For those who have waited years and years through the “Just Say No,” the insidious rise of the Prison Industrial Complex and the overall absurdity of our nation’s policies toward addiction, the time of reform has finally come.

Partly driven by an inability to pay the $60 billion a year it costs to warehouse addicts in our vast prison system, and partly driven by a public increasingly well-educated about addiction, in state after state policies are being rewritten to mandate treatment instead of jail for those who are addicted to drugs. And the spectacle of a Mexican government impotent in the face of the enormous wealth and power of that nation’s drug cartels is shining a spotlight on the Big Lie that is the War on Drugs, prompting the beginnings of a examination of our approach to drug policy at it most fundamental level, which is whether drugs should be illegal in the first place and whether such vast sums should be allowed to be funneled into the hands of the world’s least socially desirable elements, like Mexico’s cartels, instead of toward things like treatment.

Many thought that the treatment industry might experience a sharp downturn during this harshest of recessions, but we here at Treatment Magazine have never believed that, looking as we have at the fundamentals, which point toward explosive growth over the next decade as vast sums are shifted from the prison system into the treatment industry.

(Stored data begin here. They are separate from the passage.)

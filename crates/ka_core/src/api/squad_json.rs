//! JSON API for squad management
//!
//! Endpoints for the squads screen: list the directory, create a squad,
//! answer availability for the next game.

use crate::error::SquadError;
use crate::models::squad::{Squad, SquadDirectory};
use schemars::JsonSchema;
use serde::{Deserialize, Serialize};
use std::collections::HashMap;
use tracing::{debug, error, info, warn};

use super::board_json::{ApiError, ApiResponse};

/// Squad listing response
#[derive(Debug, Clone, Serialize, Deserialize, JsonSchema)]
pub struct SquadListResponse {
    pub squads: Vec<Squad>,
    /// Availability answer per squad id; unanswered squads map to false.
    pub availability: HashMap<String, bool>,
}

/// Squad creation request
#[derive(Debug, Clone, Serialize, Deserialize, JsonSchema)]
pub struct CreateSquadRequest {
    pub schema_version: Option<String>,
    pub name: String,
}

/// Squad creation response
#[derive(Debug, Clone, Serialize, Deserialize, JsonSchema)]
pub struct CreateSquadResponse {
    pub squad: Squad,
}

/// Availability update request
#[derive(Debug, Clone, Serialize, Deserialize, JsonSchema)]
pub struct SetAvailabilityRequest {
    pub schema_version: Option<String>,
    pub squad_id: String,
    pub available: bool,
}

/// Availability update response
#[derive(Debug, Clone, Serialize, Deserialize, JsonSchema)]
pub struct SetAvailabilityResponse {
    pub squad_id: String,
    pub available: bool,
}

impl ApiError {
    pub fn from_squad_error(error: &SquadError) -> Self {
        let code = match error {
            SquadError::EmptyName => "EMPTY_NAME",
            SquadError::NotFound(_) => "SQUAD_NOT_FOUND",
        };

        Self::new(code, &error.to_string())
    }
}

/// List every squad with the user's availability answers
pub fn list_squads_json(directory: &SquadDirectory) -> String {
    debug!("Listing {} squads", directory.len());

    let availability: HashMap<String, bool> = directory
        .squads()
        .iter()
        .map(|squad| (squad.id.clone(), directory.is_available(&squad.id)))
        .collect();

    let response = ApiResponse::success(SquadListResponse {
        squads: directory.squads().to_vec(),
        availability,
    });
    serde_json::to_string(&response).unwrap_or_else(|_| "{}".to_string())
}

/// Create a squad from JSON request string
///
/// # Arguments
/// * `request_json` - JSON string containing CreateSquadRequest
/// * `directory` - the live squad directory owned by the host
///
/// # Returns
/// JSON string containing ApiResponse<CreateSquadResponse>
pub fn create_squad_json(request_json: &str, directory: &mut SquadDirectory) -> String {
    info!("Processing squad creation request");

    let request: CreateSquadRequest = match serde_json::from_str(request_json) {
        Ok(req) => req,
        Err(e) => {
            error!("Failed to parse CreateSquadRequest: {}", e);
            let error = ApiError::new("INVALID_JSON", &format!("Invalid JSON format: {}", e));
            let response: ApiResponse<CreateSquadResponse> = ApiResponse::error(error);
            return serde_json::to_string(&response).unwrap_or_else(|_| "{}".to_string());
        }
    };

    match directory.create_squad(&request.name) {
        Ok(squad) => {
            info!("Squad created: {} ({})", squad.name, squad.id);
            let response = ApiResponse::success(CreateSquadResponse { squad: squad.clone() });
            serde_json::to_string(&response).unwrap_or_else(|_| "{}".to_string())
        }
        Err(e) => {
            warn!("Squad creation rejected: {}", e);
            let response: ApiResponse<CreateSquadResponse> =
                ApiResponse::error(ApiError::from_squad_error(&e));
            serde_json::to_string(&response).unwrap_or_else(|_| "{}".to_string())
        }
    }
}

/// Record an availability answer from JSON request string
pub fn set_availability_json(request_json: &str, directory: &mut SquadDirectory) -> String {
    debug!("Processing availability update");

    let request: SetAvailabilityRequest = match serde_json::from_str(request_json) {
        Ok(req) => req,
        Err(e) => {
            error!("Failed to parse SetAvailabilityRequest: {}", e);
            let error = ApiError::new("INVALID_JSON", &format!("Invalid JSON format: {}", e));
            let response: ApiResponse<SetAvailabilityResponse> = ApiResponse::error(error);
            return serde_json::to_string(&response).unwrap_or_else(|_| "{}".to_string());
        }
    };

    match directory.set_availability(&request.squad_id, request.available) {
        Ok(()) => {
            let response = ApiResponse::success(SetAvailabilityResponse {
                squad_id: request.squad_id,
                available: request.available,
            });
            serde_json::to_string(&response).unwrap_or_else(|_| "{}".to_string())
        }
        Err(e) => {
            warn!("Availability update rejected: {}", e);
            let response: ApiResponse<SetAvailabilityResponse> =
                ApiResponse::error(ApiError::from_squad_error(&e));
            serde_json::to_string(&response).unwrap_or_else(|_| "{}".to_string())
        }
    }
}

#[cfg(test)]
mod tests {
    use super::*;
    use serde_json::{json, Value};

    fn parse(response: &str) -> Value {
        serde_json::from_str(response).unwrap()
    }

    #[test]
    fn test_list_squads_includes_availability() {
        let mut directory = SquadDirectory::sample();
        directory.set_availability("1", true).unwrap();

        let response = parse(&list_squads_json(&directory));
        assert_eq!(response["success"], json!(true));

        let squads = response["data"]["squads"].as_array().unwrap();
        assert_eq!(squads.len(), 2);
        assert_eq!(squads[0]["name"], json!("Sunday League FC"));
        assert_eq!(squads[0]["role"], json!("Manager"));

        assert_eq!(response["data"]["availability"]["1"], json!(true));
        assert_eq!(response["data"]["availability"]["2"], json!(false));
    }

    #[test]
    fn test_create_squad_endpoint() {
        let mut directory = SquadDirectory::sample();
        let request = json!({"name": "Monday Medics"});

        let response = parse(&create_squad_json(&request.to_string(), &mut directory));
        assert_eq!(response["success"], json!(true));
        assert_eq!(response["data"]["squad"]["name"], json!("Monday Medics"));
        assert_eq!(response["data"]["squad"]["member_count"], json!(1));
        assert_eq!(response["data"]["squad"]["role"], json!("Manager"));
        assert_eq!(directory.len(), 3);
        assert_eq!(directory.squads()[0].name, "Monday Medics");
    }

    #[test]
    fn test_create_squad_rejects_blank_name() {
        let mut directory = SquadDirectory::new();
        let request = json!({"name": "   "});

        let response = parse(&create_squad_json(&request.to_string(), &mut directory));
        assert_eq!(response["success"], json!(false));
        assert_eq!(response["error"]["code"], json!("EMPTY_NAME"));
        assert!(directory.is_empty());
    }

    #[test]
    fn test_set_availability_endpoint() {
        let mut directory = SquadDirectory::sample();
        let request = json!({"squad_id": "2", "available": true});

        let response = parse(&set_availability_json(&request.to_string(), &mut directory));
        assert_eq!(response["success"], json!(true));
        assert_eq!(response["data"]["squad_id"], json!("2"));
        assert!(directory.is_available("2"));
    }

    #[test]
    fn test_set_availability_unknown_squad() {
        let mut directory = SquadDirectory::sample();
        let request = json!({"squad_id": "99", "available": true});

        let response = parse(&set_availability_json(&request.to_string(), &mut directory));
        assert_eq!(response["success"], json!(false));
        assert_eq!(response["error"]["code"], json!("SQUAD_NOT_FOUND"));
    }

    #[test]
    fn test_malformed_request_is_reported() {
        let mut directory = SquadDirectory::new();
        let response = parse(&create_squad_json("{", &mut directory));
        assert_eq!(response["error"]["code"], json!("INVALID_JSON"));
    }
}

And on the private side, insurers have been hugely remiss in cutting back on funding by amounts that are no longer going to be tolerated by a public more and more wanting access to quality care. We believe that the treatment industry, as it introduces increasingly sophisticated “evidence based” treatment products, is on the cusp of a period of unprecedented explosive growth with annual spending on treatment easily reaching $50 billion a year within the next ten years, double our nation’s current rate of spending.